| Required work |
Print, please, the line that contains "return Ok(());" and each line after it to the end of the entries, unchanged and with nothing else.

[Data extracted from a collection]
----

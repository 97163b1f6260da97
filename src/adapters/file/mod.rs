//! File-backed persistence under the storage root.
//!
//! ```text
//! <root>/
//!   graph.yaml
//!   memory.jsonl
//!   runs/<run_id>/audit.jsonl
//!   runs/<run_id>/final_state.json
//!   evolution/proposals.jsonl
//!   evolution/applied.jsonl
//!   evolution/evolution_log.jsonl
//! ```

pub mod evolution_log;
pub mod graph_yaml;
pub mod memory_jsonl;
pub mod run_archive;

pub use evolution_log::JsonlEvolutionLog;
pub use graph_yaml::YamlGraphRepository;
pub use memory_jsonl::JsonlMemoryRepository;
pub use run_archive::FileRunArchive;

use std::path::Path;

use serde::de::DeserializeOwned;
use serde::Serialize;
use tokio::fs;
use tokio::io::AsyncWriteExt;

use crate::domain::errors::{DomainError, DomainResult};

fn io_error(path: &Path, err: &std::io::Error) -> DomainError {
    DomainError::Persistence(format!("{}: {err}", path.display()))
}

async fn ensure_parent(path: &Path) -> DomainResult<()> {
    if let Some(parent) = path.parent() {
        if !parent.as_os_str().is_empty() {
            fs::create_dir_all(parent).await.map_err(|e| io_error(parent, &e))?;
        }
    }
    Ok(())
}

/// Append values to a JSONL file, one line each.
pub(crate) async fn append_lines<T: Serialize>(path: &Path, values: &[T]) -> DomainResult<()> {
    if values.is_empty() {
        return Ok(());
    }
    ensure_parent(path).await?;

    let mut buffer = String::new();
    for value in values {
        buffer.push_str(&serde_json::to_string(value)?);
        buffer.push('\n');
    }

    let mut file = fs::OpenOptions::new()
        .create(true)
        .append(true)
        .open(path)
        .await
        .map_err(|e| io_error(path, &e))?;
    file.write_all(buffer.as_bytes()).await.map_err(|e| io_error(path, &e))?;
    file.flush().await.map_err(|e| io_error(path, &e))
}

/// Read every line of a JSONL file. A missing file reads as empty; blank
/// lines are skipped.
pub(crate) async fn read_lines<T: DeserializeOwned>(path: &Path) -> DomainResult<Vec<T>> {
    let content = match fs::read_to_string(path).await {
        Ok(content) => content,
        Err(err) if err.kind() == std::io::ErrorKind::NotFound => return Ok(Vec::new()),
        Err(err) => return Err(io_error(path, &err)),
    };

    content
        .lines()
        .enumerate()
        .filter(|(_, line)| !line.trim().is_empty())
        .map(|(number, line)| {
            serde_json::from_str(line).map_err(|e| {
                DomainError::SerializationError(format!("{}:{}: {e}", path.display(), number + 1))
            })
        })
        .collect()
}

/// Replace a file's contents through a temp file and rename, so readers see
/// either the old or the new contents.
pub(crate) async fn write_atomic(path: &Path, contents: &[u8]) -> DomainResult<()> {
    ensure_parent(path).await?;
    let mut temp = path.as_os_str().to_owned();
    temp.push(".tmp");
    let temp = Path::new(&temp);

    fs::write(temp, contents).await.map_err(|e| io_error(temp, &e))?;
    fs::rename(temp, path).await.map_err(|e| io_error(path, &e))
}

----

| Task solution |
        return Ok(());
    }
    ensure_parent(path).await?;

    let mut buffer = String::new();
    for value in values {
        buffer.push_str(&serde_json::to_string(value)?);
        buffer.push('\n');
    }

    let mut file = fs::OpenOptions::new()
        .create(true)
        .append(true)
        .open(path)
        .await
        .map_err(|e| io_error(path, &e))?;
    file.write_all(buffer.as_bytes()).await.map_err(|e| io_error(path, &e))?;
    file.flush().await.map_err(|e| io_error(path, &e))
}

/// Read every line of a JSONL file. A missing file reads as empty; blank
/// lines are skipped.
pub(crate) async fn read_lines<T: DeserializeOwned>(path: &Path) -> DomainResult<Vec<T>> {
    let content = match fs::read_to_string(path).await {
        Ok(content) => content,
        Err(err) if err.kind() == std::io::ErrorKind::NotFound => return Ok(Vec::new()),
        Err(err) => return Err(io_error(path, &err)),
    };

    content
        .lines()
        .enumerate()
        .filter(|(_, line)| !line.trim().is_empty())
        .map(|(number, line)| {
            serde_json::from_str(line).map_err(|e| {
                DomainError::SerializationError(format!("{}:{}: {e}", path.display(), number + 1))
            })
        })
        .collect()
}

/// Replace a file's contents through a temp file and rename, so readers see
/// either the old or the new contents.
pub(crate) async fn write_atomic(path: &Path, contents: &[u8]) -> DomainResult<()> {
    ensure_parent(path).await?;
    let mut temp = path.as_os_str().to_owned();
    temp.push(".tmp");
    let temp = Path::new(&temp);

    fs::write(temp, contents).await.map_err(|e| io_error(temp, &e))?;
    fs::rename(temp, path).await.map_err(|e| io_error(path, &e))
}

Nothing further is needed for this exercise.